For this reason she only accepts to cover herself if there aren’t other tits on
sight.
The Eve
pact is also a pact among women, and betraying it has consequences. Covering
tits is a disarmament pact. A lot of countries have nuclear weapons, but there
is a tacit agreement, a pact, of not using them. If a country threatens to use
its atomic power, the other countries condemn it. And the same happens with
tits.
The woman
that exhibits herself is breaking that pact. To go out topless is using your
atomic bomb when everyone else is putting theirs away. It means violating a
pact that men started, but we all perpetuate.

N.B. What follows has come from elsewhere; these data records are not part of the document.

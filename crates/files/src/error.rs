//! File and Image Error Types
//!
//! This module provides structured errors using `exn` for automatic location
//! tracking and error tree construction. Inside a pipeline these are raised
//! into [`scry_core::ErrorKind::Source`] by the leaf that caught them.

use derive_more::{Display, Error};
use std::io::Error as IoError;
use std::path::{Path, PathBuf};

/// A file or image error with automatic location tracking.
pub type Error = exn::Exn<ErrorKind>;
/// Result type alias for file and image operations.
pub type Result<T> = std::result::Result<T, Error>;

/// Actionable error categories.
///
/// [`is_expected`](Self::is_expected) kinds are absorbed by the leaf scanners
/// (the item is omitted); everything else goes through the scan context's
/// ignore policies.
#[derive(Debug, Display, Error)]
pub enum ErrorKind {
    /// File or directory does not exist
    #[display("file not found: {}", _0.display())]
    NotFound(#[error(not(source))] PathBuf),
    /// Access denied
    #[display("permission denied: {}", _0.display())]
    PermissionDenied(#[error(not(source))] PathBuf),
    /// File exists but isn't a recognized binary image
    #[display("bad image format: {}", _0.display())]
    BadImageFormat(#[error(not(source))] PathBuf),
    /// Image ends before its structure does; entries read so far are kept
    #[display("truncated image: {}", _0.display())]
    Truncated(#[error(not(source))] PathBuf),
    /// Image structure is inconsistent
    #[display("malformed image {}: {reason}", path.display())]
    Malformed { path: PathBuf, reason: &'static str },
    /// Glob pattern could not be compiled
    #[display("invalid search pattern: {_0}")]
    InvalidPattern(#[error(not(source))] String),
    /// Image format name not recognized
    #[display("unknown image format: {_0}")]
    UnknownFormat(#[error(not(source))] String),
    /// Underlying I/O error
    #[display("I/O error: {_0}")]
    Io(IoError),
}
impl ErrorKind {
    pub(crate) fn from_io(err: IoError, path: &Path) -> Self {
        match err.kind() {
            std::io::ErrorKind::NotFound => Self::NotFound(path.to_path_buf()),
            std::io::ErrorKind::PermissionDenied => Self::PermissionDenied(path.to_path_buf()),
            _ => Self::Io(err),
        }
    }

    /// Returns `true` for the faults a scan silently skips.
    pub fn is_expected(&self) -> bool {
        matches!(self, Self::NotFound(_) | Self::PermissionDenied(_) | Self::BadImageFormat(_))
    }

    /// Returns `true` if retrying might succeed.
    pub fn is_retryable(&self) -> bool {
        matches!(self, Self::Io(_))
    }
}
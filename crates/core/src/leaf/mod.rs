//! Leaf scanners: nodes with no parent.

mod empty;
mod immutable;
mod observable;

pub use self::empty::Empty;
pub use self::immutable::Immutable;
pub use self::observable::{Observable, ObservableVec};
use crate::context::ScanContext;
use crate::error::{ErrorKind, Result};
use crate::notify::Notifier;
use crate::parent::Parent;
use crate::scanner::{Items, Scanner, ScannerHandle};
use std::cell::RefCell;
use std::fmt;
use std::rc::Rc;

/// A filter predicate. Receives the scan's context alongside each item.
pub type Predicate<T> = Rc<dyn Fn(&ScanContext, &T) -> bool>;

/// Keeps the parent's items that match at least one include predicate and no
/// exclude predicate.
///
/// Predicates may be added after construction (each addition announces itself
/// and resets downstream). Both lists are OR-combined.
pub struct Filter<T> {
    parent: Parent<T>,
    include: RefCell<Vec<Predicate<T>>>,
    exclude: RefCell<Vec<Predicate<T>>>,
    notifier: Notifier,
}
impl<T> Filter<T> {
    pub fn new(parent: ScannerHandle<T>) -> Self {
        let notifier = Notifier::new();
        Self {
            parent: Parent::new(parent, &notifier),
            include: RefCell::default(),
            exclude: RefCell::default(),
            notifier,
        }
    }

    /// Append an include predicate.
    pub fn add_include(&self, predicate: impl Fn(&ScanContext, &T) -> bool + 'static) -> &Self {
        self.include.borrow_mut().push(Rc::new(predicate));
        self.notifier.changed("Include");
        self
    }

    /// Append an exclude predicate.
    ///
    /// Fails if no include predicate exists yet: such a filter could never
    /// yield anything.
    pub fn add_exclude(&self, predicate: impl Fn(&ScanContext, &T) -> bool + 'static) -> Result<&Self> {
        if self.include.borrow().is_empty() {
            exn::bail!(ErrorKind::ExcludeWithoutInclude);
        }
        self.exclude.borrow_mut().push(Rc::new(predicate));
        self.notifier.changed("Exclude");
        Ok(self)
    }

    pub fn include_count(&self) -> usize {
        self.include.borrow().len()
    }

    pub fn exclude_count(&self) -> usize {
        self.exclude.borrow().len()
    }

    pub fn parent(&self) -> &ScannerHandle<T> {
        self.parent.scanner()
    }
}

impl<T: 'static> Scanner<T> for Filter<T> {
    fn scan<'a>(self: Rc<Self>, context: &'a ScanContext) -> Items<'a, T> {
        // Predicate lists are fixed for the lifetime of this sequence.
        let include = self.include.borrow().clone();
        let exclude = self.exclude.borrow().clone();
        Box::new(self.parent.items_or_empty(context).filter(move |item| match item {
            Ok(item) => {
                include.iter().any(|predicate| predicate(context, item))
                    && !exclude.iter().any(|predicate| predicate(context, item))
            },
            Err(_) => true,
        }))
    }

    fn notifier(&self) -> &Notifier {
        &self.notifier
    }

    fn as_filter(&self) -> Option<&Filter<T>> {
        Some(self)
    }
}

impl<T> fmt::Debug for Filter<T> {
    fn fmt(&self, f: &mut fmt::Formatter<'_>) -> fmt::Result {
        f.debug_struct("Filter")
            .field("include", &self.include_count())
            .field("exclude", &self.exclude_count())
            .finish()
    }
}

The woman takes care that the
pact is kept and punishes the one who breaks it with mockery, rejection or
ostracism. The man, on the other hand, is eager for the pact to be broken, but
when it is done, he brands the offender as a whore.
The woman
subdues the offender to mockery to discredit the threat she represents. The man
brands the offender as a whore to discredit her as a judge. The man is afraid
of the easy woman’s judgment. If a woman has been with a lot of different men,
she can judge him and, therefore, put his masculinity at risk. The virgin woman
hasn’t been with anyone and the man feels safe next to her. The woman is
dangerous to the man as she judges him. To brand a woman as a whore is to
disqualify her argument a priori. The woman is dangerous to the woman as she annihilates
her attractive. To brand a woman that is showing her body as a whore is for
both of them a way to protect themselves.
But either
she’s being punished by a man or a woman, for the punishment to be effective it
must be done under the presence of a third party. That is why the punishment is
always in public. The punishment is always social.